Staff Profile
I am a researcher in children's literature and its archives, and my work is largely contemporary in focus. I am interested in the contributions made by children to children's literature and culture, and the ways that these contributions show up in archives of childhood. My research is focused on the potential for adult-child collaboration in both literature and research, and participatory research methods within children's literary studies. My interests also include radical children's literature, refugee narratives in children's books, reader response, representations of trauma, and postcolonial approaches to children's literature.
I recently completed my PhD at Newcastle University, as part of a Northern Bridge AHRC Collaborative Doctoral Partnership with Seven Stories, the National Centre for Children's Books, UK. My thesis was an investigation of the work and archive of children's author Beverley Naidoo, entitled: "'We are the gift of life': exploring the political potential of childhood reading through the work of Beverley Naidoo'. This thesis used a mixture of literary, archival, and reader response methods of analysis to explore the mobilisation of the figure of the political child, with attention to the ways that real children speak back to Naidoo's work through her archive.
My current research is part of 'Beyond the School Gates', a Nuffield Foundation project investigating children's experiences of and views on community integration, with a view to how these findings can inform policy. This is a multi-strand project supported by The British Library and The Linking Network. My role on this project comprises an investigation of children's schoolwork from primary schools in the Northwest of England, exploring how children explore topics of migration, community, and belonging in the materials they produce in school. This research is mainly archival, but also includes observation and facilitation in the classroom, and some interviews with participants.
I am also currently carrying out research into collaborative intergenerational book creation, and the use of such texts in the classroom, in a project supported by the Catherine Cookson Foundation. In 2023, I co-ran a project to develop New Home, an original children's picture book written and illustrated by asylum seekers living in Tyneside. I am currently carrying out research in primary schools through Newcastle's School of Sanctuary scheme, gathering creative responses to New Home. This research is particularly interested in the ways that children believe refugee stories should be told to children, and how they use their reading to relate to others.
Publications:
- King, Helen; Murphy, Emily. "Wherefore art thou: Children's Civic Participation and the School Archive", Archives and Records (2024)

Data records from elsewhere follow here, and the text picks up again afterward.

use envd::config::{ConfigError, EnvdConfig};
use std::io::Write;
use std::time::Duration;
use tempfile::NamedTempFile;

#[test]
fn test_config_file_operations() {
    let original = EnvdConfig {
        poll_interval_ms: 250,
        host_ip: "::1".to_string(),
        ..EnvdConfig::default()
    };

    let temp_file = NamedTempFile::new().expect("Should be able to create temporary file");
    original
        .to_toml_file(temp_file.path())
        .expect("Should be able to save config to file");

    let loaded = EnvdConfig::from_toml_file(temp_file.path())
        .expect("Should be able to load config from file");
    assert_eq!(original, loaded);
    assert_eq!(loaded.poll_interval(), Duration::from_millis(250));
}

#[test]
fn test_partial_config_keeps_defaults() {
    let mut temp_file = NamedTempFile::new().unwrap();
    writeln!(
        temp_file,
        r#"
ready_timeout_secs = 5

[ports]
jupyter = 9999
"#
    )
    .unwrap();

    let config = EnvdConfig::from_toml_file(temp_file.path()).unwrap();
    assert_eq!(config.ready_timeout(), Duration::from_secs(5));
    assert_eq!(config.ports.jupyter, 9999);
    assert_eq!(config.ports.ssh, 2222);
    assert_eq!(config.ports.rstudio, 8787);
    assert_eq!(config.home_prefix, "/home/envd");
    assert_eq!(config.user, "envd");
}

#[test]
fn test_invalid_config_reports_path() {
    let mut temp_file = NamedTempFile::new().unwrap();
    writeln!(temp_file, "poll_interval_ms = \"fast\"").unwrap();

    match EnvdConfig::from_toml_file(temp_file.path()) {
        Err(ConfigError::Parse { path, .. }) => assert_eq!(path, temp_file.path()),
        other => panic!("expected parse error, got {other:?}"),
    }
}

#[test]
fn test_missing_config_file() {
    let err = EnvdConfig::from_toml_file("/nonexistent/envd.toml").unwrap_err();
    assert!(matches!(err, ConfigError::Read { .. }));
}
//! Deterministic in-memory container host.
//!
//! [`FakeHost`] answers every [`LifecycleClient`] call from memory and fails
//! with the same status codes and texts a Docker daemon uses, so the lifecycle
//! and classification code can be exercised without a daemon. Failures can be
//! injected per operation and every call is counted.

use crate::container::client::normalize_name;
use crate::container::{
    ContainerDetails, ContainerSpec, ContainerSummary, CreatedContainer, DaemonInfo, HostError,
    HostResult, ImageInfo, LifecycleClient, ListFilter,
};
use async_trait::async_trait;
use bytes::Bytes;
use dashmap::DashMap;
use futures::stream::{BoxStream, StreamExt};
use std::collections::{BTreeMap, HashSet, VecDeque};
use std::sync::atomic::{AtomicBool, AtomicU64, AtomicUsize, Ordering};
use std::sync::{Mutex, MutexGuard};
use std::time::Duration;

/// Host operation, used to count calls and inject failures.
#[derive(Debug, Clone, Copy, PartialEq, Eq, Hash)]
pub enum HostOp {
    LoadImage,
    PullImage,
    InspectImage,
    CreateContainer,
    StartContainer,
    InspectContainer,
    KillContainer,
    RemoveContainer,
    PauseContainer,
    UnpauseContainer,
    ListContainers,
    ListImages,
    DaemonInfo,
    Exec,
}

/// State of a fake container.
#[derive(Debug, Clone, Copy, PartialEq, Eq)]
pub enum FakeState {
    Created,
    Running,
    Paused,
    Exited,
}

impl FakeState {
    fn as_str(self) -> &'static str {
        match self {
            FakeState::Created => "created",
            FakeState::Running => "running",
            FakeState::Paused => "paused",
            FakeState::Exited => "exited",
        }
    }
}

/// A container held by the fake host.
#[derive(Debug, Clone)]
pub struct FakeContainer {
    pub id: String,
    pub spec: ContainerSpec,
    pub state: FakeState,
    pub ip_address: Option<String>,
    /// Commands passed to exec, in order
    pub execs: Vec<Vec<String>>,
    /// Inspections left before a started container reports running
    pending_inspections: usize,
}

#[derive(Debug, Default)]
struct World {
    containers: Vec<FakeContainer>,
    images: Vec<ImageInfo>,
    runtimes: BTreeMap<String, Option<String>>,
    loaded_archives: Vec<usize>,
    archive_chunks: Vec<usize>,
    next_id: usize,
}

impl World {
    fn find(&mut self, key: &str) -> Option<&mut FakeContainer> {
        let key = normalize_name(key);
        if key.is_empty() {
            return None;
        }
        self.containers
            .iter_mut()
            .find(|c| c.spec.name == key || c.id == key || c.id.starts_with(&key))
    }

    fn bound_ports(&self, except: &str) -> HashSet<u16> {
        self.containers
            .iter()
            .filter(|c| c.id != except)
            .filter(|c| matches!(c.state, FakeState::Running | FakeState::Paused))
            .flat_map(|c| c.spec.port_bindings.iter().map(|b| b.host_port))
            .collect()
    }
}

fn no_such_container(key: &str) -> HostError {
    HostError::response(404, format!("No such container: {}", key))
}

fn not_running(id: &str) -> String {
    format!("Container {} is not running", id)
}

/// In-memory implementation of [`LifecycleClient`].
#[derive(Debug, Default)]
pub struct FakeHost {
    world: Mutex<World>,
    failures: DashMap<HostOp, VecDeque<HostError>>,
    calls: DashMap<HostOp, usize>,
    start_delay: AtomicUsize,
    hold_in_created: AtomicBool,
    inspect_delay_ms: AtomicU64,
}

impl FakeHost {
    pub fn new() -> Self {
        Self::default()
    }

    /// Make the next call of `op` fail with `err`. Failures queue up.
    pub fn fail_next(&self, op: HostOp, err: HostError) {
        self.failures.entry(op).or_default().push_back(err);
    }

    /// Number of times `op` was called, failed calls included.
    pub fn call_count(&self, op: HostOp) -> usize {
        self.calls.get(&op).map(|c| *c).unwrap_or(0)
    }

    /// Number of inspections a started container reports not running.
    pub fn set_start_delay(&self, inspections: usize) {
        self.start_delay.store(inspections, Ordering::SeqCst);
    }

    /// Keep started containers in the created state.
    pub fn hold_in_created(&self, hold: bool) {
        self.hold_in_created.store(hold, Ordering::SeqCst);
    }

    /// Make every container inspection take `delay` before answering.
    pub fn set_inspect_delay(&self, delay: Duration) {
        self.inspect_delay_ms
            .store(delay.as_millis() as u64, Ordering::SeqCst);
    }

    /// Register an OCI runtime in the daemon info.
    pub fn set_runtime(&self, name: &str, path: Option<&str>) {
        self.world()
            .runtimes
            .insert(name.to_string(), path.map(String::from));
    }

    /// Make an image available locally.
    pub fn add_image(&self, reference: &str, labels: &[(&str, &str)]) {
        let mut world = self.world();
        world.next_id += 1;
        let id = format!("sha256:{:064x}", world.next_id);
        world.images.push(ImageInfo {
            id,
            repo_tags: vec![reference.to_string()],
            labels: labels
                .iter()
                .map(|(k, v)| (k.to_string(), v.to_string()))
                .collect(),
            ..Default::default()
        });
    }

    /// Snapshot of a container by name or ID.
    pub fn container(&self, key: &str) -> Option<FakeContainer> {
        self.world().find(key).cloned()
    }

    /// Current state of a container by name or ID.
    pub fn state_of(&self, key: &str) -> Option<FakeState> {
        self.container(key).map(|c| c.state)
    }

    pub fn has_image(&self, reference: &str) -> bool {
        self.world()
            .images
            .iter()
            .any(|i| i.repo_tags.iter().any(|t| t == reference))
    }

    /// Sizes of the archives passed to `load_image`.
    pub fn loaded_archives(&self) -> Vec<usize> {
        self.world().loaded_archives.clone()
    }

    /// Number of chunks each loaded archive arrived in.
    pub fn archive_chunks(&self) -> Vec<usize> {
        self.world().archive_chunks.clone()
    }

    fn world(&self) -> MutexGuard<'_, World> {
        self.world.lock().unwrap_or_else(|poisoned| poisoned.into_inner())
    }

    fn enter(&self, op: HostOp) -> HostResult<()> {
        *self.calls.entry(op).or_insert(0) += 1;
        match self.failures.get_mut(&op).and_then(|mut q| q.pop_front()) {
            Some(err) => Err(err),
            None => Ok(()),
        }
    }
}

#[async_trait]
impl LifecycleClient for FakeHost {
    async fn load_image(
        &self,
        mut archive: BoxStream<'static, Bytes>,
        _quiet: bool,
    ) -> HostResult<()> {
        self.enter(HostOp::LoadImage)?;
        let (mut bytes, mut chunks) = (0, 0);
        while let Some(chunk) = archive.next().await {
            bytes += chunk.len();
            chunks += 1;
        }
        let mut world = self.world();
        world.loaded_archives.push(bytes);
        world.archive_chunks.push(chunks);
        Ok(())
    }

    async fn pull_image(&self, reference: &str) -> HostResult<()> {
        self.enter(HostOp::PullImage)?;
        if !self.has_image(reference) {
            self.add_image(reference, &[]);
        }
        Ok(())
    }

    async fn inspect_image(&self, reference: &str) -> HostResult<ImageInfo> {
        self.enter(HostOp::InspectImage)?;
        self.world()
            .images
            .iter()
            .find(|i| i.id == reference || i.repo_tags.iter().any(|t| t == reference))
            .cloned()
            .ok_or_else(|| HostError::response(404, format!("No such image: {}", reference)))
    }

    async fn create_container(&self, spec: &ContainerSpec) -> HostResult<CreatedContainer> {
        self.enter(HostOp::CreateContainer)?;
        let mut world = self.world();
        if let Some(existing) = world.containers.iter().find(|c| c.spec.name == spec.name) {
            return Err(HostError::response(
                409,
                format!(
                    "Conflict. The container name \"/{}\" is already in use by container \"{}\". \
                     You have to remove (or rename) that container to be able to reuse that name.",
                    spec.name, existing.id
                ),
            ));
        }

        world.next_id += 1;
        let id = format!("{:064x}", world.next_id);
        world.containers.push(FakeContainer {
            id: id.clone(),
            spec: spec.clone(),
            state: FakeState::Created,
            ip_address: None,
            execs: Vec::new(),
            pending_inspections: 0,
        });
        Ok(CreatedContainer {
            id,
            warnings: Vec::new(),
        })
    }

    async fn start_container(&self, id: &str) -> HostResult<()> {
        self.enter(HostOp::StartContainer)?;
        let hold = self.hold_in_created.load(Ordering::SeqCst);
        let delay = self.start_delay.load(Ordering::SeqCst);

        let mut world = self.world();
        let (container_id, bindings) = match world.find(id) {
            Some(c) => (c.id.clone(), c.spec.port_bindings.clone()),
            None => return Err(no_such_container(id)),
        };
        let bound = world.bound_ports(&container_id);
        if let Some(binding) = bindings.iter().find(|b| bound.contains(&b.host_port)) {
            return Err(HostError::response(
                500,
                format!(
                    "driver failed programming external connectivity on endpoint {} ({}): \
                     Bind for {}:{} failed: port is already allocated",
                    id, container_id, binding.host_ip, binding.host_port
                ),
            ));
        }

        let octet = world.next_id % 250 + 2;
        world.next_id += 1;
        let Some(container) = world.find(&container_id) else {
            return Err(no_such_container(id));
        };
        if matches!(container.state, FakeState::Running | FakeState::Paused) {
            return Ok(());
        }
        if !hold {
            container.state = FakeState::Running;
            container.pending_inspections = delay;
            container.ip_address = Some(format!("172.17.0.{}", octet));
        }
        Ok(())
    }

    async fn inspect_container(&self, name: &str) -> HostResult<ContainerDetails> {
        self.enter(HostOp::InspectContainer)?;
        let delay = self.inspect_delay_ms.load(Ordering::SeqCst);
        if delay > 0 {
            tokio::time::sleep(Duration::from_millis(delay)).await;
        }
        let mut world = self.world();
        let container = world.find(name).ok_or_else(|| no_such_container(name))?;

        let mut status = container.state.as_str();
        if container.state == FakeState::Running && container.pending_inspections > 0 {
            container.pending_inspections -= 1;
            status = FakeState::Created.as_str();
        }
        Ok(ContainerDetails {
            id: container.id.clone(),
            name: container.spec.name.clone(),
            image: container.spec.image.clone(),
            status: status.to_string(),
            running: status == "running" || status == "paused",
            paused: status == "paused",
            ip_address: container.ip_address.clone(),
            labels: container.spec.labels.clone(),
        })
    }

    async fn kill_container(&self, name: &str, _signal: &str) -> HostResult<()> {
        self.enter(HostOp::KillContainer)?;
        let mut world = self.world();
        let container = world.find(name).ok_or_else(|| no_such_container(name))?;
        match container.state {
            FakeState::Running | FakeState::Paused => {
                container.state = FakeState::Exited;
                container.ip_address = None;
                Ok(())
            }
            FakeState::Created | FakeState::Exited => Err(HostError::response(
                409,
                format!(
                    "Cannot kill container: {}: {}",
                    name,
                    not_running(&container.id)
                ),
            )),
        }
    }

    async fn remove_container(&self, name: &str) -> HostResult<()> {
        self.enter(HostOp::RemoveContainer)?;
        let mut world = self.world();
        let container = world.find(name).ok_or_else(|| no_such_container(name))?;
        if matches!(container.state, FakeState::Running | FakeState::Paused) {
            return Err(HostError::response(
                409,
                format!(
                    "You cannot remove a {} container {}. Stop the container before attempting removal or force remove",
                    container.state.as_str(),
                    container.id
                ),
            ));
        }
        let id = container.id.clone();
        world.containers.retain(|c| c.id != id);
        Ok(())
    }

    async fn pause_container(&self, name: &str) -> HostResult<()> {
        self.enter(HostOp::PauseContainer)?;
        let mut world = self.world();
        let container = world.find(name).ok_or_else(|| no_such_container(name))?;
        match container.state {
            FakeState::Running => {
                container.state = FakeState::Paused;
                Ok(())
            }
            FakeState::Paused => Err(HostError::response(
                409,
                format!("Container {} is already paused", container.id),
            )),
            FakeState::Created | FakeState::Exited => {
                Err(HostError::response(409, not_running(&container.id)))
            }
        }
    }

    async fn unpause_container(&self, name: &str) -> HostResult<()> {
        self.enter(HostOp::UnpauseContainer)?;
        let mut world = self.world();
        let container = world.find(name).ok_or_else(|| no_such_container(name))?;
        if container.state != FakeState::Paused {
            return Err(HostError::response(
                409,
                format!("Container {} is not paused", container.id),
            ));
        }
        container.state = FakeState::Running;
        Ok(())
    }

    async fn list_containers(&self, filter: &ListFilter) -> HostResult<Vec<ContainerSummary>> {
        self.enter(HostOp::ListContainers)?;
        Ok(self
            .world()
            .containers
            .iter()
            .filter(|c| filter.matches(&c.spec.labels, std::slice::from_ref(&c.spec.image)))
            .map(|c| ContainerSummary {
                id: c.id.clone(),
                names: vec![format!("/{}", c.spec.name)],
                image: c.spec.image.clone(),
                state: c.state.as_str().to_string(),
                status: c.state.as_str().to_string(),
                labels: c.spec.labels.clone(),
            })
            .collect())
    }

    async fn list_images(&self, filter: &ListFilter) -> HostResult<Vec<ImageInfo>> {
        self.enter(HostOp::ListImages)?;
        Ok(self
            .world()
            .images
            .iter()
            .filter(|i| filter.matches(&i.labels, &i.repo_tags))
            .cloned()
            .collect())
    }

    async fn daemon_info(&self) -> HostResult<DaemonInfo> {
        self.enter(HostOp::DaemonInfo)?;
        Ok(DaemonInfo {
            id: "fake".to_string(),
            name: "fake-host".to_string(),
            server_version: env!("CARGO_PKG_VERSION").to_string(),
            default_runtime: Some("runc".to_string()),
            runtimes: self.world().runtimes.clone(),
        })
    }

    async fn exec(&self, name: &str, cmd: &[String]) -> HostResult<()> {
        self.enter(HostOp::Exec)?;
        let mut world = self.world();
        let container = world.find(name).ok_or_else(|| no_such_container(name))?;
        if container.state != FakeState::Running {
            return Err(HostError::response(409, not_running(&container.id)));
        }
        container.execs.push(cmd.to_vec());
        Ok(())
    }
}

- King, Helen. “‘Children My Age Should Be Reading Books Like Journey to Jo’burg ’: Patterns of Anti-Racist Reading in Archived Reader Responses.” International Research in Children's Literature, vol. 15, no. 3, 2022, pp. 264–78, https://doi.org/10.3366/ircl.2022.0466.
- King, Helen. “Seeking Asylum, Speaking Silence: speech, silence and psychosocial trauma in Beverley Naidoo’s The Other Side of Truth”. Barnboken, vol. 43, 2020, https://doi.org/10.14811/clr.v43i.493.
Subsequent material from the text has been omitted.